Found essentially by accident, the 31-kilometer-wide (19-mile) impact crater is largely hidden under northern Greenland’s Hiawatha Glacier, and ranks amongst the world’s 25 largest impact craters. Due to the relative lack of erosion exhibited by the crater, along with other indicators, the impact looked like it would have only occurred no more than three million years ago, making it an excellent candidate for an impact that might have triggered a post-ice age cooling period called the Younger Dryas.

The Younger Dryas impact hypothesis proposes that the Earth was struck by a large asteroid or comet roughly 12,800 years ago at the end of the Pleistocene, and may have ushered in a brief period of cooling between 12,900 and 11,700 years ago known as the Younger Dryas.
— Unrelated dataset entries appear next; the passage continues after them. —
//! feedmirror-sync library interface
//!
//! Session/credential lifecycle and feed reconciliation for a social-feed
//! provider, plus the thin HTTP shell in front of it. Exposed as a library so
//! the integration tests can drive the pipeline with stub upstreams.

pub mod api;
pub mod credentials;
pub mod db;
pub mod error;
pub mod services;
pub mod upstream;
pub mod utils;

pub use crate::credentials::Credentials;
pub use crate::error::{ApiError, ApiResult, SyncError};

use axum::Router;
use chrono::{DateTime, Utc};
use sqlx::SqlitePool;
use std::sync::Arc;
use tower_http::{cors::CorsLayer, trace::TraceLayer};

use crate::api::SessionCodec;
use crate::services::{FeedSync, Reconciler};
use crate::upstream::UpstreamApi;

/// Application state shared across handlers
#[derive(Clone)]
pub struct AppState {
    /// Database connection pool
    pub db: SqlitePool,
    pub upstream: Arc<dyn UpstreamApi>,
    pub reconciler: Reconciler,
    pub feed_sync: FeedSync,
    /// Session cookie signing and rendering
    pub sessions: SessionCodec,
    /// Expected `x-api-key`; `None` refuses every API request
    pub api_key: Option<String>,
    /// Service startup timestamp for uptime tracking
    pub startup_time: DateTime<Utc>,
}

impl AppState {
    pub fn new(
        db: SqlitePool,
        upstream: Arc<dyn UpstreamApi>,
        sessions: SessionCodec,
        api_key: Option<String>,
        max_lock_wait_ms: u64,
    ) -> Self {
        let reconciler = Reconciler::new(db.clone(), max_lock_wait_ms);
        let feed_sync = FeedSync::new(Arc::clone(&upstream), reconciler.clone());

        Self {
            db,
            upstream,
            reconciler,
            feed_sync,
            sessions,
            api_key: api_key.filter(|k| !k.trim().is_empty()),
            startup_time: Utc::now(),
        }
    }
}

/// Build application router
///
/// `/health` is public; everything under `/api/v1` sits behind the API key.
pub fn build_router(state: AppState) -> Router {
    use axum::middleware;
    use axum::routing::{get, post};

    let protected = Router::new()
        .route("/api/v1/login", post(api::login))
        .route("/api/v1/logout", post(api::logout))
        .route("/api/v1/feed", get(api::get_feed))
        .route("/api/v1/user/:username", get(api::get_user))
        .layer(middleware::from_fn_with_state(
            state.clone(),
            api::api_key_middleware,
        ));

    Router::new()
        .merge(protected)
        .merge(api::health_routes())
        .layer(TraceLayer::new_for_http())
        .layer(CorsLayer::very_permissive())
        .with_state(state)
}
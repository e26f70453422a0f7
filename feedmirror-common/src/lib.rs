//! # feedmirror common library
//!
//! Shared code for the feedmirror service crates:
//! - Error type and result alias
//! - Bootstrap configuration (TOML + environment)
//! - SQLite schema initialization and row models

pub mod config;
pub mod db;
pub mod error;

pub use error::{Error, Result};
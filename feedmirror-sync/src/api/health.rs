//! Liveness and storage readiness
//!
//! `/health` sits outside the API key gate so orchestrators can poll it.

use axum::{extract::State, http::StatusCode, routing::get, Json, Router};
use chrono::Utc;
use serde::Serialize;

use crate::AppState;

#[derive(Debug, Serialize)]
pub struct HealthResponse {
    /// "ok", or "degraded" when the database cannot be queried
    pub status: &'static str,
    pub module: &'static str,
    pub version: &'static str,
    pub uptime_seconds: u64,
    pub database: &'static str,
}

/// GET /health
///
/// 200 while SQLite answers, 503 otherwise.
pub async fn health_check(State(state): State<AppState>) -> (StatusCode, Json<HealthResponse>) {
    let database_ok = match sqlx::query("SELECT 1").execute(&state.db).await {
        Ok(_) => true,
        Err(e) => {
            tracing::warn!(error = %e, "Health check could not reach the database");
            false
        }
    };

    let uptime_seconds = Utc::now()
        .signed_duration_since(state.startup_time)
        .num_seconds()
        .max(0) as u64;

    let (code, status, database) = if database_ok {
        (StatusCode::OK, "ok", "ok")
    } else {
        (StatusCode::SERVICE_UNAVAILABLE, "degraded", "unavailable")
    };

    (
        code,
        Json(HealthResponse {
            status,
            module: env!("CARGO_PKG_NAME"),
            version: env!("CARGO_PKG_VERSION"),
            uptime_seconds,
            database,
        }),
    )
}

pub fn health_routes() -> Router<AppState> {
    Router::new().route("/health", get(health_check))
}
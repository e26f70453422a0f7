//! Login and logout

use axum::{
    extract::State,
    http::header::SET_COOKIE,
    response::{AppendHeaders, IntoResponse, Response},
    Json,
};
use chrono::Utc;
use serde::{Deserialize, Serialize};
use std::sync::Arc;

use super::auth::Session;
use super::session::UserInfo;
use crate::credentials::Credentials;
use crate::error::{ApiError, ApiResult};
use crate::services::{spawn_friend_enrichment, RefreshPolicy};
use crate::AppState;

/// POST /api/v1/login request
#[derive(Debug, Deserialize)]
#[serde(rename_all = "camelCase")]
pub struct LoginRequest {
    pub access_token: String,
    #[serde(default)]
    pub refresh_token: Option<String>,
}

#[derive(Debug, Serialize)]
#[serde(rename_all = "camelCase")]
pub struct LoginResponse {
    pub user_id: String,
    pub username: String,
    pub profile_picture: Option<String>,
}

/// POST /api/v1/login
///
/// Takes provider tokens already minted by the client, resolves the owner's
/// profile, seeds the owner row and starts friend enrichment in the
/// background. Answers with both session cookies set.
pub async fn login(
    State(state): State<AppState>,
    Json(request): Json<LoginRequest>,
) -> ApiResult<Response> {
    if request.access_token.trim().is_empty() {
        return Err(ApiError::BadRequest("accessToken is required".to_string()));
    }

    let refresh_token = request.refresh_token.filter(|t| !t.trim().is_empty());
    let credentials = Credentials::new(String::new(), request.access_token, refresh_token);

    let upstream = Arc::clone(&state.upstream);
    let fetched = state
        .feed_sync
        .refresher()
        .with_refresh(credentials, RefreshPolicy::Once, move |token| {
            let upstream = Arc::clone(&upstream);
            async move { upstream.fetch_profile(&token).await }
        })
        .await;

    let profile = match fetched.result {
        Ok(profile) => profile,
        Err(e) if e.requires_relogin() => return state.sessions.forced_logout(e.into()),
        Err(e) => return Err(e.into()),
    };
    let credentials = Credentials {
        user_id: profile.id.clone(),
        ..fetched.credentials
    };

    state.reconciler.seed_login(&profile, &[]).await?;

    spawn_friend_enrichment(
        state.upstream.clone(),
        state.reconciler.clone(),
        credentials.clone(),
    );

    let info = UserInfo {
        username: profile.username.clone(),
        profile_picture: profile.profile_picture_url(),
        logged_in_at: Utc::now().timestamp_millis(),
    };

    let cookies = AppendHeaders([
        (SET_COOKIE, state.sessions.auth_cookie(&credentials)?),
        (SET_COOKIE, state.sessions.user_info_cookie(&info)?),
    ]);

    tracing::info!(user_id = %credentials.user_id, "User logged in");

    Ok((
        cookies,
        Json(LoginResponse {
            user_id: profile.id,
            username: info.username,
            profile_picture: info.profile_picture,
        }),
    )
        .into_response())
}

/// POST /api/v1/logout
pub async fn logout(
    State(state): State<AppState>,
    Session(credentials): Session,
) -> ApiResult<impl IntoResponse> {
    let [auth, info] = state.sessions.clear_cookies()?;

    tracing::info!(user_id = %credentials.user_id, "User logged out");

    Ok((
        AppendHeaders([(SET_COOKIE, auth), (SET_COOKIE, info)]),
        Json(serde_json::Value::Null),
    ))
}
//! Session Refresh Orchestrator Integration Tests
//!
//! Drives `FeedSync` with a scripted upstream and checks the refresh state
//! machine, credential rotation and fail-soft behaviour.

mod helpers;

use std::sync::Arc;

use feedmirror_sync::db::{photos, relationships};
use feedmirror_sync::error::SyncError;
use feedmirror_sync::services::{
    spawn_friend_enrichment, FeedSync, RefreshPolicy, RefreshState, Reconciler, SessionRefresher,
};
use feedmirror_sync::upstream::UpstreamApi;
use feedmirror_sync::Credentials;
use helpers::stub_upstream::{friend, grouped_feed, profile};
use helpers::{create_test_db, seed_owner, Reply, StubUpstream};
use serde_json::json;

fn session() -> Credentials {
    Credentials::new("u0", "stale-token", Some("refresh-token".to_string()))
}

#[tokio::test]
async fn test_fresh_token_no_refresh() {
    let (_dir, pool) = create_test_db().await;
    seed_owner(&pool, "u0", "me").await;
    let stub = Arc::new(StubUpstream::new().with_feed(vec![Reply::Ok(grouped_feed(&[(
        "p1", "u1", "alice", "a",
    )]))]));
    let sync = FeedSync::new(stub.clone(), Reconciler::new(pool.clone(), 5000));

    let outcome = sync.sync_feed(session(), RefreshPolicy::Once).await;

    assert_eq!(outcome.state, RefreshState::Fresh);
    assert_eq!(outcome.credentials.access_token, "stale-token");
    assert_eq!(outcome.result.unwrap().posts, 1);
    assert_eq!(stub.feed.calls(), 1);
    assert_eq!(stub.refresh.calls(), 0);
}

#[tokio::test]
async fn test_refresh_once_then_succeed() {
    let (_dir, pool) = create_test_db().await;
    seed_owner(&pool, "u0", "me").await;
    let stub = Arc::new(
        StubUpstream::new()
            .with_feed(vec![
                Reply::Unauthorized,
                Reply::Ok(grouped_feed(&[("p1", "u1", "alice", "a")])),
            ])
            .with_refresh(vec![Reply::Ok("new-token".to_string())]),
    );
    let sync = FeedSync::new(stub.clone(), Reconciler::new(pool.clone(), 5000));

    let outcome = sync.sync_feed(session(), RefreshPolicy::Once).await;

    assert_eq!(stub.feed.calls(), 2);
    assert_eq!(stub.refresh.calls(), 1);
    assert_eq!(stub.feed_tokens(), vec!["stale-token", "new-token"]);

    assert!(outcome.is_rotated());
    assert_eq!(outcome.credentials.access_token, "new-token");
    assert_eq!(outcome.credentials.refresh_token.as_deref(), Some("refresh-token"));
    assert!(outcome.result.is_ok());
    assert_eq!(photos::count_photos(&pool).await.unwrap(), 1);
}

#[tokio::test]
async fn test_refresh_failure_is_fail_soft() {
    let (_dir, pool) = create_test_db().await;
    seed_owner(&pool, "u0", "me").await;
    let stub = Arc::new(
        StubUpstream::new()
            .with_feed(vec![Reply::Unauthorized])
            .with_refresh(vec![Reply::RefreshFailed]),
    );
    let sync = FeedSync::new(stub.clone(), Reconciler::new(pool.clone(), 5000));

    let outcome = sync.sync_feed(session(), RefreshPolicy::Once).await;

    assert_eq!(stub.feed.calls(), 1);
    assert_eq!(stub.refresh.calls(), 1);
    assert_eq!(outcome.state, RefreshState::Fresh);
    assert_eq!(outcome.credentials.access_token, "stale-token");
    assert!(matches!(outcome.result, Err(SyncError::RefreshFailed(_))));
    assert!(outcome.requires_relogin());

    // reconciliation never ran: not even the self-loop was written
    assert_eq!(relationships::count_edges(&pool).await.unwrap(), 0);
}

#[tokio::test]
async fn test_retry_still_unauthorized_keeps_new_token() {
    let (_dir, pool) = create_test_db().await;
    seed_owner(&pool, "u0", "me").await;
    let stub = Arc::new(
        StubUpstream::new()
            .with_feed(vec![Reply::Unauthorized])
            .with_refresh(vec![Reply::Ok("new-token".to_string())]),
    );
    let sync = FeedSync::new(stub.clone(), Reconciler::new(pool.clone(), 5000));

    let outcome = sync.sync_feed(session(), RefreshPolicy::Once).await;

    // exactly one refresh, no second one after the retried fetch fails
    assert_eq!(stub.feed.calls(), 2);
    assert_eq!(stub.refresh.calls(), 1);
    assert_eq!(outcome.state, RefreshState::Refreshed);
    assert_eq!(outcome.credentials.access_token, "new-token");
    assert!(matches!(outcome.result, Err(SyncError::Unauthorized)));
}

#[tokio::test]
async fn test_no_refresh_token_available() {
    let (_dir, pool) = create_test_db().await;
    seed_owner(&pool, "u0", "me").await;
    let stub = Arc::new(StubUpstream::new().with_feed(vec![Reply::Unauthorized]));
    let sync = FeedSync::new(stub.clone(), Reconciler::new(pool.clone(), 5000));

    let credentials = Credentials::new("u0", "stale-token", None);
    let outcome = sync.sync_feed(credentials, RefreshPolicy::Once).await;

    assert_eq!(stub.refresh.calls(), 0);
    assert_eq!(stub.feed.calls(), 1);
    assert!(outcome.requires_relogin());
}

#[tokio::test]
async fn test_never_policy_does_not_refresh() {
    let (_dir, pool) = create_test_db().await;
    seed_owner(&pool, "u0", "me").await;
    let stub = Arc::new(
        StubUpstream::new()
            .with_feed(vec![Reply::Unauthorized])
            .with_refresh(vec![Reply::Ok("new-token".to_string())]),
    );
    let sync = FeedSync::new(stub.clone(), Reconciler::new(pool.clone(), 5000));

    let outcome = sync.sync_feed(session(), RefreshPolicy::Never).await;

    assert_eq!(stub.refresh.calls(), 0);
    assert_eq!(outcome.credentials.access_token, "stale-token");
    assert!(matches!(outcome.result, Err(SyncError::Unauthorized)));
}

#[tokio::test]
async fn test_non_auth_errors_not_retried() {
    for reply in [Reply::Status(500), Reply::Transport] {
        let (_dir, pool) = create_test_db().await;
        seed_owner(&pool, "u0", "me").await;
        let stub = Arc::new(
            StubUpstream::new()
                .with_feed(vec![reply])
                .with_refresh(vec![Reply::Ok("new-token".to_string())]),
        );
        let sync = FeedSync::new(stub.clone(), Reconciler::new(pool.clone(), 5000));

        let outcome = sync.sync_feed(session(), RefreshPolicy::Once).await;

        assert_eq!(stub.feed.calls(), 1);
        assert_eq!(stub.refresh.calls(), 0);
        assert!(outcome.result.is_err());
        assert!(!outcome.requires_relogin());
    }
}

#[tokio::test]
async fn test_malformed_payload_skips_reconcile() {
    let (_dir, pool) = create_test_db().await;
    seed_owner(&pool, "u0", "me").await;
    let stub = Arc::new(StubUpstream::new().with_feed(vec![Reply::Ok(json!({"unexpected": true}))]));
    let sync = FeedSync::new(stub.clone(), Reconciler::new(pool.clone(), 5000));

    let outcome = sync.sync_feed(session(), RefreshPolicy::Once).await;

    assert!(matches!(outcome.result, Err(SyncError::MalformedPayload(_))));
    assert!(!outcome.requires_relogin());
    assert_eq!(relationships::count_edges(&pool).await.unwrap(), 0);
}

#[tokio::test]
async fn test_with_refresh_is_reusable_for_other_calls() {
    let stub = Arc::new(
        StubUpstream::new()
            .with_profile(vec![Reply::Unauthorized, Reply::Ok(profile("u0", "me"))])
            .with_refresh(vec![Reply::Ok("new-token".to_string())]),
    );
    let refresher = SessionRefresher::new(stub.clone());

    let upstream = stub.clone();
    let fetched = refresher
        .with_refresh(session(), RefreshPolicy::Once, |token| {
            let upstream = upstream.clone();
            async move { upstream.fetch_profile(&token).await }
        })
        .await;

    assert_eq!(fetched.state, RefreshState::Refreshed);
    assert_eq!(fetched.result.unwrap().username, "me");
    assert_eq!(stub.profile.calls(), 2);
}

#[tokio::test]
async fn test_friend_enrichment_errors_stay_in_task() {
    let (_dir, pool) = create_test_db().await;
    seed_owner(&pool, "u0", "me").await;
    let reconciler = Reconciler::new(pool.clone(), 5000);

    let ok_stub = Arc::new(
        StubUpstream::new().with_friends(vec![Reply::Ok(vec![friend("u1", "alice"), friend("u2", "bob")])]),
    );
    let written = spawn_friend_enrichment(ok_stub, reconciler.clone(), session())
        .await
        .unwrap()
        .unwrap();
    assert_eq!(written, 2);
    assert_eq!(relationships::count_edge(&pool, "u0", "u2").await.unwrap(), 1);

    let failing_stub = Arc::new(StubUpstream::new().with_friends(vec![Reply::Status(503)]));
    let result = spawn_friend_enrichment(failing_stub, reconciler, session())
        .await
        .unwrap();
    assert!(matches!(result, Err(SyncError::Upstream { status_code: 503 })));
}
This period of climate upheaval saw the extinction of numerous species of megafauna around the world, the decline and disappearance of North America’s Clovis peoples, and may be the cause behind a decline in stone tool use across Africa at the time.

But dating techniques applied to samples of rock ejected from the crater by the impact tell a different story: two separate techniques, one that measures the argon in soil samples and one that uranium-dates zircon crystals in the rocks, both point to an impact date of 85 million years ago.

The earlier age estimates were made remotely, largely using radar-charted maps of the 330-meter-thick (1,000-foot) ice sheet and the land underneath, but researchers needed to collect samples directly from the site itself to be sure. “This was not an easy task, as fieldwork in remote northern Greenland is difficult and extremely expensive,” according to study co-author Nicolaj Larsen, a geoscientist at the University of Copenhagen.

Larson and his team plan to gather more evidence to nail down when this impact occurred, and possibly to learn new details about how such events unfold and affect the Earth, its climate and the organisms living at the time.

“Our next step is to investigate geological sections from the Paleocene that are 58 million years old to see if we can identify an impact signal,” Larsen explains. “This is important if we want to understand if an impact of this size altered the climate on Earth or led to any mass extinction, which we doubt it did.”